## Exercise objective
Using the records below, filter for lines that contain the string "None" and copy them out.

[[ The records, beginning ]]

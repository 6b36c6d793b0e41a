use chrono::{DateTime, Utc};
use serde::{Deserialize, Serialize};
use uuid::Uuid;

use shopforge_core::{Aggregate, AggregateId, AggregateRoot, DomainError};
use shopforge_events::Event;

use crate::order::OrderId;

/// Stream type name used when dispatching payment claim commands.
pub const CLAIM_AGGREGATE_TYPE: &str = "orders.claim";

/// UUIDv5 namespace for reference-derived claim stream ids.
const CLAIM_NAMESPACE: Uuid = Uuid::from_u128(0xd2c7_5e0a_91b3_4c6d_8f04_a7e3_b61c_9d28);

/// Payment claim identifier.
#[derive(Debug, Copy, Clone, PartialEq, Eq, Hash, Serialize, Deserialize)]
#[serde(transparent)]
pub struct PaymentClaimId(pub AggregateId);

impl PaymentClaimId {
    pub fn new(id: AggregateId) -> Self {
        Self(id)
    }

    /// Derive the claim id for a gateway payment reference.
    ///
    /// One reference, one stream: replaying a confirmation lands on the
    /// claim that already consumed the reference and is turned away before
    /// any stock or order side effect runs.
    pub fn for_reference(reference: &str) -> Self {
        Self(AggregateId::derived(&CLAIM_NAMESPACE, reference))
    }
}

impl core::fmt::Display for PaymentClaimId {
    fn fmt(&self, f: &mut core::fmt::Formatter<'_>) -> core::fmt::Result {
        core::fmt::Display::fmt(&self.0, f)
    }
}

/// Aggregate root: PaymentClaim.
///
/// Tracks whether a gateway payment reference has been consumed by an
/// order. A claim is held from capture until either the order sticks
/// (held forever) or the confirmation fails partway and the claim is
/// released so the reference can be retried.
#[derive(Debug, Clone, PartialEq, Eq)]
pub struct PaymentClaim {
    id: PaymentClaimId,
    reference: String,
    amount_cents: u64,
    order_id: Option<OrderId>,
    held: bool,
    captured_once: bool,
    version: u64,
}

impl PaymentClaim {
    /// Create an empty, never-captured aggregate instance for rehydration.
    pub fn empty(id: PaymentClaimId) -> Self {
        Self {
            id,
            reference: String::new(),
            amount_cents: 0,
            order_id: None,
            held: false,
            captured_once: false,
            version: 0,
        }
    }

    pub fn id_typed(&self) -> PaymentClaimId {
        self.id
    }

    pub fn reference(&self) -> &str {
        &self.reference
    }

    pub fn amount_cents(&self) -> u64 {
        self.amount_cents
    }

    pub fn order_id(&self) -> Option<OrderId> {
        self.order_id
    }

    /// Currently consumed by an order.
    pub fn is_held(&self) -> bool {
        self.held
    }

    pub fn exists(&self) -> bool {
        self.captured_once
    }
}

impl AggregateRoot for PaymentClaim {
    type Id = PaymentClaimId;

    fn id(&self) -> &Self::Id {
        &self.id
    }

    fn version(&self) -> u64 {
        self.version
    }
}

/// Command: CapturePayment.
#[derive(Debug, Clone, PartialEq, Eq, Serialize, Deserialize)]
pub struct CapturePayment {
    pub claim_id: PaymentClaimId,
    pub reference: String,
    pub amount_cents: u64,
    pub order_id: OrderId,
    pub occurred_at: DateTime<Utc>,
}

/// Command: ReleasePayment.
#[derive(Debug, Clone, PartialEq, Eq, Serialize, Deserialize)]
pub struct ReleasePayment {
    pub claim_id: PaymentClaimId,
    pub reason: String,
    pub occurred_at: DateTime<Utc>,
}

#[derive(Debug, Clone, PartialEq, Eq, Serialize, Deserialize)]
pub enum PaymentClaimCommand {
    CapturePayment(CapturePayment),
    ReleasePayment(ReleasePayment),
}

/// Event: PaymentCaptured.
#[derive(Debug, Clone, PartialEq, Eq, Serialize, Deserialize)]
pub struct PaymentCaptured {
    pub claim_id: PaymentClaimId,
    pub reference: String,
    pub amount_cents: u64,
    pub order_id: OrderId,
    pub occurred_at: DateTime<Utc>,
}

/// Event: PaymentReleased.
#[derive(Debug, Clone, PartialEq, Eq, Serialize, Deserialize)]
pub struct PaymentReleased {
    pub claim_id: PaymentClaimId,
    pub reference: String,
    pub reason: String,
    pub occurred_at: DateTime<Utc>,
}

#[derive(Debug, Clone, PartialEq, Eq, Serialize, Deserialize)]
pub enum PaymentClaimEvent {
    PaymentCaptured(PaymentCaptured),
    PaymentReleased(PaymentReleased),
}

impl Event for PaymentClaimEvent {
    fn event_type(&self) -> &'static str {
        match self {
            PaymentClaimEvent::PaymentCaptured(_) => "orders.claim.captured",
            PaymentClaimEvent::PaymentReleased(_) => "orders.claim.released",
        }
    }

    fn version(&self) -> u32 {
        1
    }

    fn occurred_at(&self) -> DateTime<Utc> {
        match self {
            PaymentClaimEvent::PaymentCaptured(e) => e.occurred_at,
            PaymentClaimEvent::PaymentReleased(e) => e.occurred_at,
        }
    }
}

impl Aggregate for PaymentClaim {
    type Command = PaymentClaimCommand;
    type Event = PaymentClaimEvent;
    type Error = DomainError;

    fn apply(&mut self, event: &Self::Event) {
        match event {
            PaymentClaimEvent::PaymentCaptured(e) => {
                self.id = e.claim_id;
                self.reference = e.reference.clone();
                self.amount_cents = e.amount_cents;
                self.order_id = Some(e.order_id);
                self.held = true;
                self.captured_once = true;
            }
            PaymentClaimEvent::PaymentReleased(_) => {
                self.order_id = None;
                self.held = false;
            }
        }

        // Deterministic version tracking: +1 per applied event.
        self.version += 1;
    }

    fn handle(&self, command: &Self::Command) -> Result<Vec<Self::Event>, Self::Error> {
        match command {
            PaymentClaimCommand::CapturePayment(cmd) => self.handle_capture(cmd),
            PaymentClaimCommand::ReleasePayment(cmd) => self.handle_release(cmd),
        }
    }
}

impl PaymentClaim {
    fn handle_capture(&self, cmd: &CapturePayment) -> Result<Vec<PaymentClaimEvent>, DomainError> {
        if self.held {
            return Err(DomainError::conflict("payment reference already consumed"));
        }
        if cmd.reference.trim().is_empty() {
            return Err(DomainError::validation("payment reference cannot be empty"));
        }
        if cmd.amount_cents == 0 {
            return Err(DomainError::validation("amount must be greater than zero"));
        }

        Ok(vec![PaymentClaimEvent::PaymentCaptured(PaymentCaptured {
            claim_id: cmd.claim_id,
            reference: cmd.reference.clone(),
            amount_cents: cmd.amount_cents,
            order_id: cmd.order_id,
            occurred_at: cmd.occurred_at,
        })])
    }

    fn handle_release(&self, cmd: &ReleasePayment) -> Result<Vec<PaymentClaimEvent>, DomainError> {
        if !self.captured_once {
            return Err(DomainError::not_found());
        }
        if !self.held {
            return Err(DomainError::conflict("claim is not held"));
        }

        Ok(vec![PaymentClaimEvent::PaymentReleased(PaymentReleased {
            claim_id: cmd.claim_id,
            reference: self.reference.clone(),
            reason: cmd.reason.clone(),
            occurred_at: cmd.occurred_at,
        })])
    }
}

#[cfg(test)]
mod tests {
    use super::*;
    use shopforge_events::execute;

    fn test_time() -> DateTime<Utc> {
        Utc::now()
    }

    fn capture_cmd(claim_id: PaymentClaimId, reference: &str) -> CapturePayment {
        CapturePayment {
            claim_id,
            reference: reference.to_string(),
            amount_cents: 2_500,
            order_id: OrderId::new(AggregateId::new()),
            occurred_at: test_time(),
        }
    }

    #[test]
    fn capture_emits_payment_captured() {
        let claim_id = PaymentClaimId::for_reference("pi_test_001");
        let claim = PaymentClaim::empty(claim_id);

        let events = claim
            .handle(&PaymentClaimCommand::CapturePayment(capture_cmd(
                claim_id,
                "pi_test_001",
            )))
            .unwrap();
        assert_eq!(events.len(), 1);

        match &events[0] {
            PaymentClaimEvent::PaymentCaptured(e) => {
                assert_eq!(e.reference, "pi_test_001");
                assert_eq!(e.amount_cents, 2_500);
            }
            other => panic!("Expected PaymentCaptured event, got {other:?}"),
        }
    }

    #[test]
    fn same_reference_derives_same_stream_id() {
        assert_eq!(
            PaymentClaimId::for_reference("pi_test_001"),
            PaymentClaimId::for_reference("pi_test_001")
        );
        assert_ne!(
            PaymentClaimId::for_reference("pi_test_001"),
            PaymentClaimId::for_reference("pi_test_002")
        );
    }

    #[test]
    fn replayed_capture_is_rejected() {
        let claim_id = PaymentClaimId::for_reference("pi_test_001");
        let mut claim = PaymentClaim::empty(claim_id);
        let cmd = PaymentClaimCommand::CapturePayment(capture_cmd(claim_id, "pi_test_001"));

        execute(&mut claim, &cmd).unwrap();
        assert!(claim.is_held());

        let err = claim.handle(&cmd).unwrap_err();
        match err {
            DomainError::Conflict(_) => {}
            other => panic!("Expected Conflict error for consumed reference, got {other:?}"),
        }
    }

    #[test]
    fn release_then_recapture_is_allowed() {
        let claim_id = PaymentClaimId::for_reference("pi_test_001");
        let mut claim = PaymentClaim::empty(claim_id);

        execute(
            &mut claim,
            &PaymentClaimCommand::CapturePayment(capture_cmd(claim_id, "pi_test_001")),
        )
        .unwrap();

        execute(
            &mut claim,
            &PaymentClaimCommand::ReleasePayment(ReleasePayment {
                claim_id,
                reason: "stock ran out during confirmation".to_string(),
                occurred_at: test_time(),
            }),
        )
        .unwrap();
        assert!(!claim.is_held());
        assert_eq!(claim.order_id(), None);

        execute(
            &mut claim,
            &PaymentClaimCommand::CapturePayment(capture_cmd(claim_id, "pi_test_001")),
        )
        .unwrap();
        assert!(claim.is_held());
        assert_eq!(claim.version(), 3);
    }

    #[test]
    fn release_requires_held_claim() {
        let claim_id = PaymentClaimId::for_reference("pi_test_001");
        let claim = PaymentClaim::empty(claim_id);
        let cmd = ReleasePayment {
            claim_id,
            reason: "noop".to_string(),
            occurred_at: test_time(),
        };

        let err = claim
            .handle(&PaymentClaimCommand::ReleasePayment(cmd))
            .unwrap_err();
        match err {
            DomainError::NotFound => {}
            other => panic!("Expected NotFound error, got {other:?}"),
        }
    }

    #[test]
    fn double_release_is_rejected() {
        let claim_id = PaymentClaimId::for_reference("pi_test_001");
        let mut claim = PaymentClaim::empty(claim_id);

        execute(
            &mut claim,
            &PaymentClaimCommand::CapturePayment(capture_cmd(claim_id, "pi_test_001")),
        )
        .unwrap();

        let release = PaymentClaimCommand::ReleasePayment(ReleasePayment {
            claim_id,
            reason: "stock ran out during confirmation".to_string(),
            occurred_at: test_time(),
        });
        execute(&mut claim, &release).unwrap();

        let err = claim.handle(&release).unwrap_err();
        match err {
            DomainError::Conflict(_) => {}
            other => panic!("Expected Conflict error for double release, got {other:?}"),
        }
    }

    #[test]
    fn capture_rejects_blank_reference_and_zero_amount() {
        let claim_id = PaymentClaimId::for_reference("pi_test_001");
        let claim = PaymentClaim::empty(claim_id);

        let mut cmd = capture_cmd(claim_id, "pi_test_001");
        cmd.reference = "  ".to_string();
        match claim
            .handle(&PaymentClaimCommand::CapturePayment(cmd))
            .unwrap_err()
        {
            DomainError::Validation(_) => {}
            other => panic!("Expected Validation error for blank reference, got {other:?}"),
        }

        let mut cmd = capture_cmd(claim_id, "pi_test_001");
        cmd.amount_cents = 0;
        match claim
            .handle(&PaymentClaimCommand::CapturePayment(cmd))
            .unwrap_err()
        {
            DomainError::Validation(_) => {}
            other => panic!("Expected Validation error for zero amount, got {other:?}"),
        }
    }

    #[test]
    fn handle_does_not_mutate_state() {
        let claim_id = PaymentClaimId::for_reference("pi_test_001");
        let claim = PaymentClaim::empty(claim_id);
        let before = claim.clone();

        let cmd = PaymentClaimCommand::CapturePayment(capture_cmd(claim_id, "pi_test_001"));
        let events1 = claim.handle(&cmd).unwrap();
        let events2 = claim.handle(&cmd).unwrap();

        assert_eq!(claim, before);
        assert_eq!(events1, events2);
    }
}
use chrono::{DateTime, Utc};
use serde::{Deserialize, Serialize};
use uuid::Uuid;

use shopforge_core::{Aggregate, AggregateId, AggregateRoot, DomainError};
use shopforge_events::Event;

use crate::movement::MovementType;

/// Stream type name used when dispatching stock commands.
pub const STOCK_AGGREGATE_TYPE: &str = "inventory.stock";

/// UUIDv5 namespace for SKU-derived stock stream ids.
const STOCK_NAMESPACE: Uuid = Uuid::from_u128(0x4a9d_0b7c_25e8_4f1f_8c36_d90a_47b2_e815);

/// Stock record identifier.
#[derive(Debug, Copy, Clone, PartialEq, Eq, Hash, Serialize, Deserialize)]
#[serde(transparent)]
pub struct StockRecordId(pub AggregateId);

impl StockRecordId {
    pub fn new(id: AggregateId) -> Self {
        Self(id)
    }

    /// Derive the stock record id for a SKU.
    ///
    /// One SKU, one ledger stream. Catalog and inventory share the SKU as
    /// their join key, so both sides can locate each other's stream without
    /// a lookup table.
    pub fn for_sku(sku: &str) -> Self {
        Self(AggregateId::derived(&STOCK_NAMESPACE, sku))
    }
}

impl core::fmt::Display for StockRecordId {
    fn fmt(&self, f: &mut core::fmt::Formatter<'_>) -> core::fmt::Result {
        core::fmt::Display::fmt(&self.0, f)
    }
}

/// Aggregate root: StockRecord.
///
/// The per-SKU movement ledger. `stock` is the fold of all recorded
/// movements; it is never written directly. Commands that would take the
/// balance negative are rejected before any event is emitted.
#[derive(Debug, Clone, PartialEq, Eq)]
pub struct StockRecord {
    id: StockRecordId,
    sku: String,
    stock: u64,
    threshold: u64,
    opened: bool,
    version: u64,
}

impl StockRecord {
    /// Create an empty, not-yet-opened aggregate instance for rehydration.
    pub fn empty(id: StockRecordId) -> Self {
        Self {
            id,
            sku: String::new(),
            stock: 0,
            threshold: 0,
            opened: false,
            version: 0,
        }
    }

    pub fn id_typed(&self) -> StockRecordId {
        self.id
    }

    pub fn sku(&self) -> &str {
        &self.sku
    }

    /// Current balance: initial + inbound - outbound, with adjustments
    /// resetting the baseline.
    pub fn stock(&self) -> u64 {
        self.stock
    }

    pub fn threshold(&self) -> u64 {
        self.threshold
    }

    pub fn exists(&self) -> bool {
        self.opened
    }

    /// At or below the reorder threshold.
    pub fn is_low_stock(&self) -> bool {
        self.stock <= self.threshold
    }

    /// Check that `requested` units could be taken out right now.
    ///
    /// This is the same guard `Out`/`Transfer` movements run; callers use it
    /// to pre-validate a whole order before committing any line.
    pub fn ensure_available(&self, requested: u64) -> Result<(), DomainError> {
        self.ensure_opened()?;
        if requested > self.stock {
            return Err(DomainError::insufficient_stock(requested, self.stock));
        }
        Ok(())
    }
}

impl AggregateRoot for StockRecord {
    type Id = StockRecordId;

    fn id(&self) -> &Self::Id {
        &self.id
    }

    fn version(&self) -> u64 {
        self.version
    }
}

/// Command: OpenStock.
#[derive(Debug, Clone, PartialEq, Eq, Serialize, Deserialize)]
pub struct OpenStock {
    pub stock_id: StockRecordId,
    pub sku: String,
    pub threshold: u64,
    pub occurred_at: DateTime<Utc>,
}

/// Command: RecordMovement.
#[derive(Debug, Clone, PartialEq, Eq, Serialize, Deserialize)]
pub struct RecordMovement {
    pub stock_id: StockRecordId,
    pub movement_type: MovementType,
    pub quantity: u64,
    pub reason: String,
    pub performed_by: String,
    pub occurred_at: DateTime<Utc>,
}

/// Command: SetThreshold.
#[derive(Debug, Clone, PartialEq, Eq, Serialize, Deserialize)]
pub struct SetThreshold {
    pub stock_id: StockRecordId,
    pub threshold: u64,
    pub occurred_at: DateTime<Utc>,
}

#[derive(Debug, Clone, PartialEq, Eq, Serialize, Deserialize)]
pub enum StockCommand {
    OpenStock(OpenStock),
    RecordMovement(RecordMovement),
    SetThreshold(SetThreshold),
}

/// Event: StockOpened.
#[derive(Debug, Clone, PartialEq, Eq, Serialize, Deserialize)]
pub struct StockOpened {
    pub stock_id: StockRecordId,
    pub sku: String,
    pub threshold: u64,
    pub occurred_at: DateTime<Utc>,
}

/// Event: MovementRecorded.
///
/// Carries the balance before and after so the audit trail is replayable
/// without re-running the arithmetic, and so projections can detect gaps.
#[derive(Debug, Clone, PartialEq, Eq, Serialize, Deserialize)]
pub struct MovementRecorded {
    pub stock_id: StockRecordId,
    pub sku: String,
    pub movement_type: MovementType,
    pub quantity: u64,
    pub previous_stock: u64,
    pub new_stock: u64,
    pub reason: String,
    pub performed_by: String,
    pub occurred_at: DateTime<Utc>,
}

/// Event: ThresholdSet.
#[derive(Debug, Clone, PartialEq, Eq, Serialize, Deserialize)]
pub struct ThresholdSet {
    pub stock_id: StockRecordId,
    pub sku: String,
    pub threshold: u64,
    pub occurred_at: DateTime<Utc>,
}

#[derive(Debug, Clone, PartialEq, Eq, Serialize, Deserialize)]
pub enum StockEvent {
    StockOpened(StockOpened),
    MovementRecorded(MovementRecorded),
    ThresholdSet(ThresholdSet),
}

impl Event for StockEvent {
    fn event_type(&self) -> &'static str {
        match self {
            StockEvent::StockOpened(_) => "inventory.stock.opened",
            StockEvent::MovementRecorded(_) => "inventory.stock.movement_recorded",
            StockEvent::ThresholdSet(_) => "inventory.stock.threshold_set",
        }
    }

    fn version(&self) -> u32 {
        1
    }

    fn occurred_at(&self) -> DateTime<Utc> {
        match self {
            StockEvent::StockOpened(e) => e.occurred_at,
            StockEvent::MovementRecorded(e) => e.occurred_at,
            StockEvent::ThresholdSet(e) => e.occurred_at,
        }
    }
}

impl Aggregate for StockRecord {
    type Command = StockCommand;
    type Event = StockEvent;
    type Error = DomainError;

    fn apply(&mut self, event: &Self::Event) {
        match event {
            StockEvent::StockOpened(e) => {
                self.id = e.stock_id;
                self.sku = e.sku.clone();
                self.stock = 0;
                self.threshold = e.threshold;
                self.opened = true;
            }
            StockEvent::MovementRecorded(e) => {
                self.stock = e.new_stock;
            }
            StockEvent::ThresholdSet(e) => {
                self.threshold = e.threshold;
            }
        }

        // Deterministic version tracking: +1 per applied event.
        self.version += 1;
    }

    fn handle(&self, command: &Self::Command) -> Result<Vec<Self::Event>, Self::Error> {
        match command {
            StockCommand::OpenStock(cmd) => self.handle_open(cmd),
            StockCommand::RecordMovement(cmd) => self.handle_record_movement(cmd),
            StockCommand::SetThreshold(cmd) => self.handle_set_threshold(cmd),
        }
    }
}

impl StockRecord {
    fn ensure_stock_id(&self, stock_id: StockRecordId) -> Result<(), DomainError> {
        if self.id != stock_id {
            return Err(DomainError::invariant("stock_id mismatch"));
        }
        Ok(())
    }

    fn ensure_opened(&self) -> Result<(), DomainError> {
        if !self.opened {
            return Err(DomainError::not_found());
        }
        Ok(())
    }

    /// Compute the balance a movement would leave behind, without applying it.
    fn project_balance(
        &self,
        movement_type: MovementType,
        quantity: u64,
    ) -> Result<u64, DomainError> {
        match movement_type {
            MovementType::In | MovementType::Return => self
                .stock
                .checked_add(quantity)
                .ok_or_else(|| DomainError::invariant("stock balance overflow")),
            MovementType::Out | MovementType::Transfer => {
                if quantity > self.stock {
                    return Err(DomainError::insufficient_stock(quantity, self.stock));
                }
                Ok(self.stock - quantity)
            }
            MovementType::Adjustment => Ok(quantity),
        }
    }

    fn handle_open(&self, cmd: &OpenStock) -> Result<Vec<StockEvent>, DomainError> {
        if self.opened {
            // The stream id is derived from the SKU, so this is the
            // duplicate-SKU case surfacing at the aggregate level.
            return Err(DomainError::conflict("stock record already exists"));
        }
        if cmd.sku.trim().is_empty() {
            return Err(DomainError::validation("SKU cannot be empty"));
        }

        Ok(vec![StockEvent::StockOpened(StockOpened {
            stock_id: cmd.stock_id,
            sku: cmd.sku.clone(),
            threshold: cmd.threshold,
            occurred_at: cmd.occurred_at,
        })])
    }

    fn handle_record_movement(&self, cmd: &RecordMovement) -> Result<Vec<StockEvent>, DomainError> {
        self.ensure_opened()?;
        self.ensure_stock_id(cmd.stock_id)?;

        if cmd.reason.trim().is_empty() {
            return Err(DomainError::validation("movement reason cannot be empty"));
        }
        // Adjustment quantity is an absolute target; zero means "recounted
        // to empty" and is allowed. Delta movements of zero are noise.
        if !cmd.movement_type.is_absolute() && cmd.quantity == 0 {
            return Err(DomainError::validation(
                "movement quantity must be greater than zero",
            ));
        }

        let new_stock = self.project_balance(cmd.movement_type, cmd.quantity)?;

        Ok(vec![StockEvent::MovementRecorded(MovementRecorded {
            stock_id: cmd.stock_id,
            sku: self.sku.clone(),
            movement_type: cmd.movement_type,
            quantity: cmd.quantity,
            previous_stock: self.stock,
            new_stock,
            reason: cmd.reason.clone(),
            performed_by: cmd.performed_by.clone(),
            occurred_at: cmd.occurred_at,
        })])
    }

    fn handle_set_threshold(&self, cmd: &SetThreshold) -> Result<Vec<StockEvent>, DomainError> {
        self.ensure_opened()?;
        self.ensure_stock_id(cmd.stock_id)?;

        if self.threshold == cmd.threshold {
            return Err(DomainError::conflict("threshold unchanged"));
        }

        Ok(vec![StockEvent::ThresholdSet(ThresholdSet {
            stock_id: cmd.stock_id,
            sku: self.sku.clone(),
            threshold: cmd.threshold,
            occurred_at: cmd.occurred_at,
        })])
    }
}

[[ The records, end ]]

## Answer box
            order_id: None,
                self.order_id = None;
        assert_eq!(claim.order_id(), None);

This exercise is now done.